Wie Christus an Ostern aus dem Heilig-Grab aufersteht Wie Christus an Ostern aus dem Heilig-Grab aufersteht

 

In drei Tagen ist es so weit: Jesus Christus entsteigt seinem Grab – und dies auch in Rothenthurm. Denn die Pfarrei Rothenthurm besitzt vermutlich das älteste Heilig-Grab im deutschen Sprachraum. Noch bis am Mittwoch kann das heilige Grab aus dem Jahr 1688 in der Pfarrkirche von Rothenthurm besichtigt werden.

MAGNUS LEIBUNDGUT

Es war an einem Tag im Jahr 2009: Pfarrer Erich Camenzind stöbert im Kirchenestrich und stösst hierbei auf Teile des barocken Heilig-Grabes aus dem Jahr 1688. «Die Wiederentdeckung des heiligen Grabes und dessen Sanierung gehören zu den Höhepunkten in meiner Amtszeit als Pfarrer in Rothenthurm», sagt der 51-jährige Geistliche. Camenzind lanciert eine Spendenaktion, um Geld zu sammeln für eine Restaurierung des Grabes. Über 100’000 Franken kommen auf diese Weise zusammen.
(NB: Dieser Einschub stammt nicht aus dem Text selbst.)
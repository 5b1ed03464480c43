//! # Companion Chat
//!
//! Chat layer on top of a local Ollama backend.
//!
//! ```text
//! user text ──> ContentFilter ──> Conversation ──> InferenceClient ──> Ollama
//!                     ^                                   │
//!                     └──────── filter_response <─────────┘
//! ```
//!
//! ## Usage
//!
//! ```ignore
//! use companion_chat::{ChatConfig, InferenceClient};
//!
//! let client = InferenceClient::new(ChatConfig::from_env())?;
//! let conversation = client.new_conversation();
//! let outcome = client.chat(&conversation, "안녕하세요", &client.config().options).await?;
//! ```

mod client;
mod config;
mod conversation;
mod error;
mod filter;
mod options;
mod stats;

pub use client::{select_model, ChatOutcome, InferenceClient, ModelSelection, StreamControl};
pub use config::{
    ChatConfig, ChatConfigBuilder, DEFAULT_FALLBACK_MODELS, DEFAULT_MAX_HISTORY,
    DEFAULT_SYSTEM_PROMPT,
};
pub use conversation::{Conversation, ConversationMessage, ConversationStore};
pub use error::ChatError;
pub use filter::{
    AgeRating, ContentFilter, FilterConfig, FilterResult, DEFAULT_BLOCKED_NOTICE,
    DEFAULT_EMPTY_NOTICE,
};
pub use options::{GenerationOptions, HUMAN_TURN_STOPS};
pub use stats::{NoopStats, StatsError, StatsReporter, TurnStats, CONVERSATION_COUNT, TOTAL_MESSAGES};

// Re-export backend types used in this crate's API
pub use companion_ollama::{ModelDescriptor, Role};
pub use tokio_util::sync::CancellationToken;
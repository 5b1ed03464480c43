mod common;

use std::sync::Arc;
use std::time::Duration;

use async_trait::async_trait;
use common::{client, options, FakeBackend};
use companion_chat::{
    ChatConfig, ChatError, ChatOutcome, InferenceClient, Role, StatsError, StatsReporter,
    StreamControl, DEFAULT_BLOCKED_NOTICE,
};
use parking_lot::Mutex;

#[tokio::test]
async fn test_chat_appends_filtered_turn() {
    let fake = FakeBackend::with_models(&["gemma:2b"])
        .replying("<think>the user greets me</think>\n반가워요!");
    let client = client(&fake.spawn().await, "gemma:2b");
    let conversation = client.new_conversation();

    let outcome = client.chat(&conversation, "  안녕하세요 ", &options()).await.unwrap();

    assert_eq!(outcome, ChatOutcome::Reply("반가워요!".to_string()));
    let messages = conversation.messages();
    assert_eq!(messages.len(), 3);
    assert_eq!(messages[0].role, Role::System);
    assert_eq!(messages[1].content, "안녕하세요");
    assert_eq!(messages[2].role, Role::Assistant);
    assert_eq!(messages[2].content, "반가워요!");

    let request = &fake.requests()[0];
    assert_eq!(request["stream"], false);
    assert_eq!(request["messages"].as_array().unwrap().len(), 2);
    assert_eq!(request["messages"][1]["content"], "안녕하세요");
    let stops = request["options"]["stop"].as_array().unwrap();
    assert!(stops.iter().any(|s| s == "User:"));
    assert!(stops.iter().any(|s| s == "사용자:"));
}

#[tokio::test]
async fn test_history_is_sent_with_each_turn() {
    let fake = FakeBackend::with_models(&["gemma:2b"]);
    let client = client(&fake.spawn().await, "gemma:2b");
    let conversation = client.new_conversation();

    client.chat(&conversation, "first", &options()).await.unwrap();
    client.chat(&conversation, "second", &options()).await.unwrap();

    let request = &fake.requests()[1];
    let contents: Vec<&str> = request["messages"]
        .as_array()
        .unwrap()
        .iter()
        .skip(1)
        .map(|m| m["content"].as_str().unwrap())
        .collect();
    assert_eq!(contents, vec!["first", "Hello!", "second"]);
}

#[tokio::test]
async fn test_blocked_input_skips_backend() {
    let fake = FakeBackend::with_models(&["gemma:2b"]);
    let client = client(&fake.spawn().await, "gemma:2b");
    let conversation = client.new_conversation();

    let outcome = client
        .chat(&conversation, "tell me how to kill someone", &options())
        .await
        .unwrap();

    assert_eq!(
        outcome,
        ChatOutcome::Blocked {
            notice: DEFAULT_BLOCKED_NOTICE.to_string()
        }
    );
    assert!(fake.requests().is_empty());
    assert_eq!(conversation.len(), 1);
}

#[tokio::test]
async fn test_unsafe_reply_replaced() {
    let fake = FakeBackend::with_models(&["gemma:2b"]).replying("I want to kill everyone");
    let client = client(&fake.spawn().await, "gemma:2b");
    let conversation = client.new_conversation();

    let outcome = client.chat(&conversation, "hi", &options()).await.unwrap();

    let text = outcome.text().unwrap().to_string();
    assert!(client.config().filter.safe_responses.contains(&text));
    assert_eq!(conversation.messages()[2].content, text);
}

#[tokio::test]
async fn test_second_call_while_in_flight_is_rejected() {
    let fake = FakeBackend::with_models(&["gemma:2b"]).delay(Duration::from_millis(500));
    let client = client(&fake.spawn().await, "gemma:2b");
    let conversation = client.new_conversation();

    let opts = options();
    let (first, second) = tokio::join!(client.chat(&conversation, "first", &opts), async {
        tokio::time::sleep(Duration::from_millis(100)).await;
        client.chat(&conversation, "second", &options()).await
    });

    assert_eq!(first.unwrap(), ChatOutcome::Reply("Hello!".to_string()));
    assert!(matches!(second, Err(ChatError::RequestInProgress)));

    let messages = conversation.messages();
    assert_eq!(messages.len(), 3);
    assert_eq!(messages[1].content, "first");
    assert!(!conversation.is_busy());
}

#[tokio::test]
async fn test_separate_conversations_run_concurrently() {
    let fake = FakeBackend::with_models(&["gemma:2b"]).delay(Duration::from_millis(200));
    let client = client(&fake.spawn().await, "gemma:2b");
    let a = client.new_conversation();
    let b = client.new_conversation();

    let opts = options();
    let (first, second) = tokio::join!(
        client.chat(&a, "one", &opts),
        client.chat(&b, "two", &opts)
    );

    assert!(first.is_ok());
    assert!(second.is_ok());
    assert_eq!(a.messages()[1].content, "one");
    assert_eq!(b.messages()[1].content, "two");
}

#[tokio::test]
async fn test_stream_delivers_raw_chunks() {
    let fake = FakeBackend::with_models(&["gemma:2b"]).streaming(&[
        r#"{"response":"Hi"}"#,
        r#"{"response":" there"}"#,
        r#"{"done":true}"#,
    ]);
    let client = client(&fake.spawn().await, "gemma:2b");
    let conversation = client.new_conversation();
    let mut chunks = Vec::new();

    let outcome = client
        .chat_stream(&conversation, "hello", &options(), &StreamControl::default(), |c| {
            chunks.push(c.to_string())
        })
        .await
        .unwrap();

    assert_eq!(chunks, vec!["Hi", " there"]);
    assert_eq!(outcome, ChatOutcome::Reply("Hi there".to_string()));
    assert_eq!(conversation.messages()[2].content, "Hi there");
}

#[tokio::test]
async fn test_stream_filters_only_the_final_text() {
    let fake = FakeBackend::with_models(&["gemma:2b"]).streaming(&[
        r#"{"message":{"role":"assistant","content":"<thi"}}"#,
        "garbage",
        r#"{"message":{"content":"nk>plan</think>"}}"#,
        r#"{"message":{"content":"Answer"}}"#,
        r#"{"message":{"content":""},"done":true}"#,
    ]);
    let client = client(&fake.spawn().await, "gemma:2b");
    let conversation = client.new_conversation();
    let mut streamed = String::new();

    let outcome = client
        .chat_stream(&conversation, "hello", &options(), &StreamControl::default(), |c| {
            streamed.push_str(c)
        })
        .await
        .unwrap();

    assert_eq!(streamed, "<think>plan</think>Answer");
    assert_eq!(outcome, ChatOutcome::Reply("Answer".to_string()));
}

#[tokio::test]
async fn test_stream_without_terminal_frame_is_best_effort() {
    let fake = FakeBackend::with_models(&["gemma:2b"])
        .streaming(&[r#"{"response":"partial"}"#, r#"{"response":" answer"}"#]);
    let client = client(&fake.spawn().await, "gemma:2b");
    let conversation = client.new_conversation();

    let outcome = client
        .chat_stream(&conversation, "hello", &options(), &StreamControl::default(), |_| {})
        .await
        .unwrap();

    assert_eq!(outcome, ChatOutcome::Reply("partial answer".to_string()));
}

#[tokio::test]
async fn test_cancel_discards_partial_reply() {
    let fake = FakeBackend::with_models(&["gemma:2b"])
        .streaming(&[r#"{"response":"Hi"}"#, r#"{"response":" there"}"#, r#"{"done":true}"#])
        .frame_delay(Duration::from_secs(5));
    let client = client(&fake.spawn().await, "gemma:2b");
    let conversation = client.new_conversation();
    let control = StreamControl::default();

    let outcome = tokio::time::timeout(
        Duration::from_secs(2),
        client.chat_stream(&conversation, "hello", &options(), &control, |_| {
            control.cancel.cancel()
        }),
    )
    .await
    .unwrap()
    .unwrap();

    assert_eq!(outcome, ChatOutcome::Cancelled { kept: None });
    assert_eq!(conversation.len(), 1);
    assert!(!conversation.is_busy());
}

#[tokio::test]
async fn test_cancel_before_headers_returns_promptly() {
    let fake = FakeBackend::with_models(&["gemma:2b"])
        .streaming(&[r#"{"response":"Hi"}"#, r#"{"done":true}"#])
        .header_delay(Duration::from_secs(4));
    let client = client(&fake.spawn().await, "gemma:2b");
    let conversation = client.new_conversation();
    let control = StreamControl::default();

    let cancel = control.cancel.clone();
    tokio::spawn(async move {
        tokio::time::sleep(Duration::from_millis(100)).await;
        cancel.cancel();
    });

    let started = std::time::Instant::now();
    let mut chunks = Vec::new();
    let outcome = client
        .chat_stream(&conversation, "hello", &options(), &control, |chunk| {
            chunks.push(chunk.to_string())
        })
        .await
        .unwrap();

    assert!(started.elapsed() < Duration::from_secs(2));
    assert_eq!(outcome, ChatOutcome::Cancelled { kept: None });
    assert!(chunks.is_empty());
    assert_eq!(conversation.len(), 1);
    assert!(!conversation.is_busy());
}

#[tokio::test]
async fn test_cancel_can_keep_partial_reply() {
    let fake = FakeBackend::with_models(&["gemma:2b"])
        .streaming(&[r#"{"response":"Hi"}"#, r#"{"response":" there"}"#, r#"{"done":true}"#])
        .frame_delay(Duration::from_secs(5));
    let client = client(&fake.spawn().await, "gemma:2b");
    let conversation = client.new_conversation();
    let control = StreamControl {
        keep_partial: true,
        ..Default::default()
    };

    let outcome = tokio::time::timeout(
        Duration::from_secs(2),
        client.chat_stream(&conversation, "hello", &options(), &control, |_| {
            control.cancel.cancel()
        }),
    )
    .await
    .unwrap()
    .unwrap();

    assert_eq!(
        outcome,
        ChatOutcome::Cancelled {
            kept: Some("Hi".to_string())
        }
    );
    assert_eq!(conversation.messages()[2].content, "Hi");
}

#[tokio::test]
async fn test_falls_back_to_first_installed_model() {
    let fake = FakeBackend::with_models(&["gemma:2b"]);
    let base_url = fake.spawn().await;
    let config = ChatConfig::builder()
        .base_url(base_url)
        .default_model("qwen3:0.6b")
        .fallback_models(["qwen3:0.6b"])
        .build();
    let client = InferenceClient::new(config).unwrap();

    let selection = client.resolve_model().await.unwrap();
    assert_eq!(selection.name, "gemma:2b");
    assert!(selection.degraded);

    client
        .generate("hello", None, &options())
        .await
        .unwrap();
    assert_eq!(fake.requested_models(), vec!["gemma:2b"]);
}

#[tokio::test]
async fn test_empty_inventory_has_no_model() {
    let fake = FakeBackend::with_models(&[]);
    let client = client(&fake.spawn().await, "gemma:2b");
    let conversation = client.new_conversation();

    let err = client.chat(&conversation, "hello", &options()).await.unwrap_err();
    assert!(matches!(err, ChatError::NoModelAvailable));
    assert_eq!(conversation.len(), 1);
}

#[tokio::test]
async fn test_failed_model_is_retried_once_on_another() {
    let fake = FakeBackend::with_models(&["gemma:2b", "qwen2:0.5b"]).failing(&["gemma:2b"]);
    let client = client(&fake.spawn().await, "gemma:2b");
    let conversation = client.new_conversation();

    let outcome = client.chat(&conversation, "hello", &options()).await.unwrap();

    assert_eq!(outcome, ChatOutcome::Reply("Hello!".to_string()));
    assert_eq!(fake.requested_models(), vec!["gemma:2b", "qwen2:0.5b"]);
    assert_eq!(client.resolve_model().await.unwrap().name, "qwen2:0.5b");
}

#[tokio::test]
async fn test_retry_gives_up_after_one_attempt() {
    let fake = FakeBackend::with_models(&["gemma:2b", "qwen2:0.5b", "mistral:7b"])
        .failing(&["gemma:2b", "qwen2:0.5b", "mistral:7b"]);
    let client = client(&fake.spawn().await, "gemma:2b");
    let conversation = client.new_conversation();

    let err = client.chat(&conversation, "hello", &options()).await.unwrap_err();

    match err {
        ChatError::Backend(e) => assert_eq!(e.code(), "BACKEND_ERROR"),
        other => panic!("unexpected error: {other}"),
    }
    assert_eq!(fake.requested_models().len(), 2);
    assert_eq!(conversation.len(), 1);
}

#[tokio::test]
async fn test_stream_retries_before_first_chunk() {
    let fake = FakeBackend::with_models(&["gemma:2b", "qwen2:0.5b"])
        .failing(&["gemma:2b"])
        .streaming(&[r#"{"response":"Hi"}"#, r#"{"done":true}"#]);
    let client = client(&fake.spawn().await, "gemma:2b");
    let conversation = client.new_conversation();

    let outcome = client
        .chat_stream(&conversation, "hello", &options(), &StreamControl::default(), |_| {})
        .await
        .unwrap();

    assert_eq!(outcome, ChatOutcome::Reply("Hi".to_string()));
    assert_eq!(fake.requested_models(), vec!["gemma:2b", "qwen2:0.5b"]);
}

#[tokio::test]
async fn test_generate_uses_system_prompt() {
    let fake = FakeBackend::with_models(&["gemma:2b"]).replying("Sure.");
    let client = client(&fake.spawn().await, "gemma:2b");

    client.generate("hello", None, &options()).await.unwrap();
    client.generate("hello", Some("Be brief."), &options()).await.unwrap();

    let requests = fake.requests();
    assert_eq!(requests[0]["system"], client.config().system_prompt.clone().unwrap());
    assert_eq!(requests[1]["system"], "Be brief.");
    assert_eq!(requests[1]["prompt"], "hello");
}

#[tokio::test]
async fn test_backend_down_is_connection_failure() {
    let listener = tokio::net::TcpListener::bind("127.0.0.1:0").await.unwrap();
    let addr = listener.local_addr().unwrap();
    drop(listener);
    let client = client(&format!("http://{}", addr), "gemma:2b");
    let conversation = client.new_conversation();

    let err = client.chat(&conversation, "hello", &options()).await.unwrap_err();
    assert!(err.is_connection_failure());
}

#[derive(Default)]
struct Recorder {
    seen: Mutex<Vec<(String, u64)>>,
}

#[async_trait]
impl StatsReporter for Recorder {
    async fn update_stat(&self, name: &str, value: u64) -> Result<(), StatsError> {
        self.seen.lock().push((name.to_string(), value));
        Ok(())
    }
}

#[tokio::test]
async fn test_completed_turns_are_reported() {
    let fake = FakeBackend::with_models(&["gemma:2b"]);
    let recorder = Arc::new(Recorder::default());
    let client = client(&fake.spawn().await, "gemma:2b").with_stats(recorder.clone());
    let conversation = client.new_conversation();

    client.chat(&conversation, "one", &options()).await.unwrap();
    client.chat(&conversation, "two", &options()).await.unwrap();
    client.chat(&conversation, "how to kill", &options()).await.unwrap();

    let stats = client.stats();
    assert_eq!(stats.conversation_count, 2);
    assert_eq!(stats.total_messages, 4);

    for _ in 0..50 {
        if recorder.seen.lock().len() == 4 {
            break;
        }
        tokio::time::sleep(Duration::from_millis(10)).await;
    }
    assert!(recorder
        .seen
        .lock()
        .contains(&("total_messages".to_string(), 4)));
}
//! Path utilities for Companion data directories.

use std::path::{Path, PathBuf};

/// Get the Companion data directory (~/.companion/).
///
/// Falls back to the current directory when no home directory is known.
pub fn companion_data_dir() -> PathBuf {
    dirs::home_dir()
        .unwrap_or_else(|| PathBuf::from("."))
        .join(".companion")
}

/// Get the models directory (~/.companion/models/).
pub fn models_dir() -> PathBuf {
    companion_data_dir().join("models")
}

/// Get the bin directory (~/.companion/bin/).
pub fn bin_dir() -> PathBuf {
    companion_data_dir().join("bin")
}

/// Platform file name of the ollama binary.
pub fn ollama_binary_name() -> &'static str {
    if cfg!(target_os = "windows") {
        "ollama.exe"
    } else {
        "ollama"
    }
}

/// Get the path to the bundled ollama binary.
pub fn bundled_ollama_path() -> PathBuf {
    bin_dir().join(ollama_binary_name())
}

/// Get the path to the default packaged manifest.
pub fn default_manifest_path() -> PathBuf {
    models_dir().join("Modelfile")
}

/// Search `PATH` for an executable with the given name.
pub fn find_on_path(binary: &str) -> Option<PathBuf> {
    let path_var = std::env::var_os("PATH")?;
    std::env::split_paths(&path_var)
        .map(|dir| dir.join(binary))
        .find(|candidate| is_executable(candidate))
}

/// Locate the ollama binary.
///
/// Order: explicit override, bundled copy, `PATH`.
pub fn locate_ollama(explicit: Option<&Path>) -> Option<PathBuf> {
    if let Some(path) = explicit {
        return is_executable(path).then(|| path.to_path_buf());
    }

    let bundled = bundled_ollama_path();
    if is_executable(&bundled) {
        return Some(bundled);
    }

    find_on_path(ollama_binary_name())
}

#[cfg(unix)]
fn is_executable(path: &Path) -> bool {
    use std::os::unix::fs::PermissionsExt;

    path.metadata()
        .map(|m| m.is_file() && m.permissions().mode() & 0o111 != 0)
        .unwrap_or(false)
}

#[cfg(not(unix))]
fn is_executable(path: &Path) -> bool {
    path.is_file()
}

/// Ensure the Companion data directories exist.
pub fn ensure_dirs() -> std::io::Result<()> {
    std::fs::create_dir_all(companion_data_dir())?;
    std::fs::create_dir_all(models_dir())?;
    std::fs::create_dir_all(bin_dir())?;
    Ok(())
}
//! Companion CLI - chat with a local model through Ollama.

use clap::{Parser, Subcommand};
use companion_ollama::ServiceConfig;
use std::path::PathBuf;

mod commands;

/// Companion - a filtered chat assistant backed by a local Ollama server
#[derive(Parser)]
#[command(name = "companion")]
#[command(author, version, about, long_about = None)]
struct Cli {
    /// Enable verbose output
    #[arg(short, long, global = true)]
    verbose: bool,

    /// Port of the Ollama server (default: 11434)
    #[arg(long, global = true)]
    port: Option<u16>,

    #[command(subcommand)]
    command: Commands,
}

#[derive(Subcommand)]
enum Commands {
    /// Start or attach to the inference service and keep it running until Ctrl-C
    Serve,

    /// Show whether the inference service is reachable
    Status {
        /// Output as JSON
        #[arg(long)]
        json: bool,
    },

    /// Interactive chat session
    Chat {
        /// Model to use instead of the configured default
        #[arg(short, long)]
        model: Option<String>,
        /// Wait for whole replies instead of streaming
        #[arg(long)]
        no_stream: bool,
        /// Keep partial replies interrupted with Ctrl-C
        #[arg(long)]
        keep_partial: bool,
    },

    /// One-shot completion
    Ask {
        /// Prompt text
        prompt: String,
        /// System prompt (default: the built-in safe prompt)
        #[arg(long)]
        system: Option<String>,
        /// Model to use instead of the configured default
        #[arg(short, long)]
        model: Option<String>,
        /// Stream the reply as it is generated
        #[arg(long)]
        stream: bool,
    },

    /// Model management
    Model {
        #[command(subcommand)]
        command: ModelCommands,
    },
}

#[derive(Subcommand)]
enum ModelCommands {
    /// List installed models
    List,

    /// Install a model from the registry or a local manifest
    Pull {
        /// Model name (default: the packaged model)
        name: Option<String>,
        /// Build from this manifest instead of pulling
        #[arg(long)]
        manifest: Option<PathBuf>,
    },

    /// Show model paths and configuration
    Info,

    /// Print the manifest for the packaged model
    Manifest {
        /// Write it to the models directory instead of printing
        #[arg(long)]
        write: bool,
    },
}

fn main() -> miette::Result<()> {
    let cli = Cli::parse();

    // Set up logging
    let filter = if cli.verbose {
        tracing_subscriber::EnvFilter::new("debug")
    } else {
        tracing_subscriber::EnvFilter::try_from_default_env()
            .unwrap_or_else(|_| tracing_subscriber::EnvFilter::new("warn"))
    };
    let subscriber = tracing_subscriber::fmt()
        .with_env_filter(filter)
        .without_time()
        .finish();
    tracing::subscriber::set_global_default(subscriber).ok();

    let mut service = ServiceConfig::from_env();
    if let Some(port) = cli.port {
        service.port = port;
    }

    let runtime = tokio::runtime::Runtime::new()
        .map_err(|e| miette::miette!("Failed to start async runtime: {}", e))?;

    runtime.block_on(async move {
        match cli.command {
            Commands::Serve => commands::serve::run(service).await,
            Commands::Status { json } => commands::status::run(service, json).await,
            Commands::Chat {
                model,
                no_stream,
                keep_partial,
            } => commands::chat::run(service, model, !no_stream, keep_partial).await,
            Commands::Ask {
                prompt,
                system,
                model,
                stream,
            } => commands::ask::run(service, &prompt, system.as_deref(), model, stream).await,
            Commands::Model { command } => match command {
                ModelCommands::List => commands::model::list(service).await,
                ModelCommands::Pull { name, manifest } => {
                    commands::model::pull(service, name, manifest).await
                }
                ModelCommands::Info => commands::model::info(service),
                ModelCommands::Manifest { write } => commands::model::manifest(write),
            },
        }
    })
}
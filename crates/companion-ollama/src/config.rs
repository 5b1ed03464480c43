//! Inference service configuration.

use std::path::PathBuf;
use std::time::Duration;

use crate::{DEFAULT_HOST, DEFAULT_PORT};

/// Configuration for the inference service manager.
#[derive(Debug, Clone)]
pub struct ServiceConfig {
    /// Loopback host the backend listens on
    pub host: String,
    /// Backend port
    pub port: u16,
    /// Explicit path to the ollama binary (otherwise bundled copy, then PATH)
    pub binary_path: Option<PathBuf>,
    /// Timeout for a single status probe
    pub probe_timeout: Duration,
    /// Interval between readiness probes while starting
    pub poll_interval: Duration,
    /// Overall bound on waiting for a launched backend
    pub startup_timeout: Duration,
    /// How long an owned backend gets to exit after SIGTERM
    pub shutdown_grace: Duration,
}

impl Default for ServiceConfig {
    fn default() -> Self {
        Self {
            host: DEFAULT_HOST.to_string(),
            port: DEFAULT_PORT,
            binary_path: None,
            probe_timeout: Duration::from_secs(5),
            poll_interval: Duration::from_secs(1),
            startup_timeout: Duration::from_secs(30),
            shutdown_grace: Duration::from_secs(5),
        }
    }
}

impl ServiceConfig {
    /// Create config from environment variables.
    pub fn from_env() -> Self {
        let mut config = Self::default();

        if let Ok(path) = std::env::var("COMPANION_OLLAMA_BIN") {
            if !path.is_empty() {
                config.binary_path = Some(PathBuf::from(path));
            }
        }

        if let Some(port) = std::env::var("COMPANION_OLLAMA_PORT")
            .ok()
            .and_then(|v| v.parse().ok())
        {
            config.port = port;
        }

        if let Some(secs) = std::env::var("COMPANION_STARTUP_TIMEOUT_SECS")
            .ok()
            .and_then(|v| v.parse().ok())
        {
            config.startup_timeout = Duration::from_secs(secs);
        }

        config
    }

    /// Base URL of the backend HTTP interface.
    pub fn base_url(&self) -> String {
        format!("http://{}:{}", self.host, self.port)
    }

    /// Value for `OLLAMA_HOST` when launching an owned backend.
    pub fn bind_address(&self) -> String {
        format!("{}:{}", self.host, self.port)
    }

    /// Create a builder for configuration.
    pub fn builder() -> ServiceConfigBuilder {
        ServiceConfigBuilder::default()
    }
}

/// Builder for service configuration.
#[derive(Debug, Default)]
pub struct ServiceConfigBuilder {
    config: ServiceConfig,
}

impl ServiceConfigBuilder {
    pub fn host(mut self, host: impl Into<String>) -> Self {
        self.config.host = host.into();
        self
    }

    pub fn port(mut self, port: u16) -> Self {
        self.config.port = port;
        self
    }

    pub fn binary_path(mut self, path: impl Into<PathBuf>) -> Self {
        self.config.binary_path = Some(path.into());
        self
    }

    pub fn probe_timeout(mut self, timeout: Duration) -> Self {
        self.config.probe_timeout = timeout;
        self
    }

    pub fn poll_interval(mut self, interval: Duration) -> Self {
        self.config.poll_interval = interval;
        self
    }

    pub fn startup_timeout(mut self, timeout: Duration) -> Self {
        self.config.startup_timeout = timeout;
        self
    }

    pub fn shutdown_grace(mut self, grace: Duration) -> Self {
        self.config.shutdown_grace = grace;
        self
    }

    pub fn build(self) -> ServiceConfig {
        self.config
    }
}

#[cfg(test)]
mod tests {
    use super::*;

    #[test]
    fn test_defaults() {
        let config = ServiceConfig::default();
        assert_eq!(config.base_url(), "http://127.0.0.1:11434");
        assert_eq!(config.probe_timeout, Duration::from_secs(5));
        assert_eq!(config.poll_interval, Duration::from_secs(1));
        assert_eq!(config.startup_timeout, Duration::from_secs(30));
    }

    #[test]
    fn test_builder() {
        let config = ServiceConfig::builder()
            .port(9000)
            .startup_timeout(Duration::from_millis(200))
            .build();
        assert_eq!(config.bind_address(), "127.0.0.1:9000");
        assert_eq!(config.startup_timeout, Duration::from_millis(200));
    }
}
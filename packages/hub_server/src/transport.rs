//! axum WebSocket adapter
//!
//! Maps socket messages onto the dispatcher's transport-neutral
//! [`Outbound`]/[`Inbound`] frames so the pumps never see axum types.

use axum::extract::ws::{Message, WebSocket};
use channel_hub::{Inbound, Outbound};
use futures::{Sink, SinkExt, Stream, StreamExt};

pub fn to_message(outbound: Outbound) -> Message {
    match outbound {
        Outbound::Frame(frame) => Message::Text(frame.as_str().into()),
        Outbound::Ping => Message::Ping(Default::default()),
        Outbound::Close => Message::Close(None),
    }
}

pub fn from_message(message: Message) -> Inbound {
    match message {
        Message::Text(text) => Inbound::Text(text.to_string()),
        Message::Binary(data) => Inbound::Binary(data.to_vec()),
        Message::Ping(_) => Inbound::Ping,
        Message::Pong(_) => Inbound::Pong,
        Message::Close(_) => Inbound::Close,
    }
}

/// Split an upgraded socket into a frame sink and an inbound stream.
pub fn split(
    socket: WebSocket,
) -> (
    impl Sink<Outbound, Error = axum::Error> + Unpin + Send + 'static,
    impl Stream<Item = Result<Inbound, axum::Error>> + Unpin + Send + 'static,
) {
    let (sender, receiver) = socket.split();
    let sink = sender.with(|outbound| futures::future::ready(Ok(to_message(outbound))));
    let stream = receiver.map(|message| message.map(from_message));
    (sink, stream)
}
Wie alles begann: Das Heilig- Grab von Rothenthurm wird exakt vor 333 Jahren von einem unbekannten Künstler geschaffen und stammt ursprünglich aus der Pfarrkirche in Schwyz. Nach Fertigstellung des Kirchenneubaus überlässt Schwyz das Heilig-Grab just hundert Jahre nach dessen Entstehung 1788 der Pfarrkirche von Rothenthurm, wo das Grab geflickt, ergänzt und neu bemalt wird. Wie die Rothenthurmer Grabkulisse rekonstruiert wird «Somit handelt es sich beim Rothenthurmer Heilig-Grab um eines der ältesten erhaltenen Exemplare einer Heilig-Grab-Kulisse im süddeutschen und schweizerischen Raum», schreibt der Kunstdenkmäler-Inventarisator Michael Tomaschett im Buch «Wie die Kirche ins Dorf kam» von Albert Marty aus Rothenthurm.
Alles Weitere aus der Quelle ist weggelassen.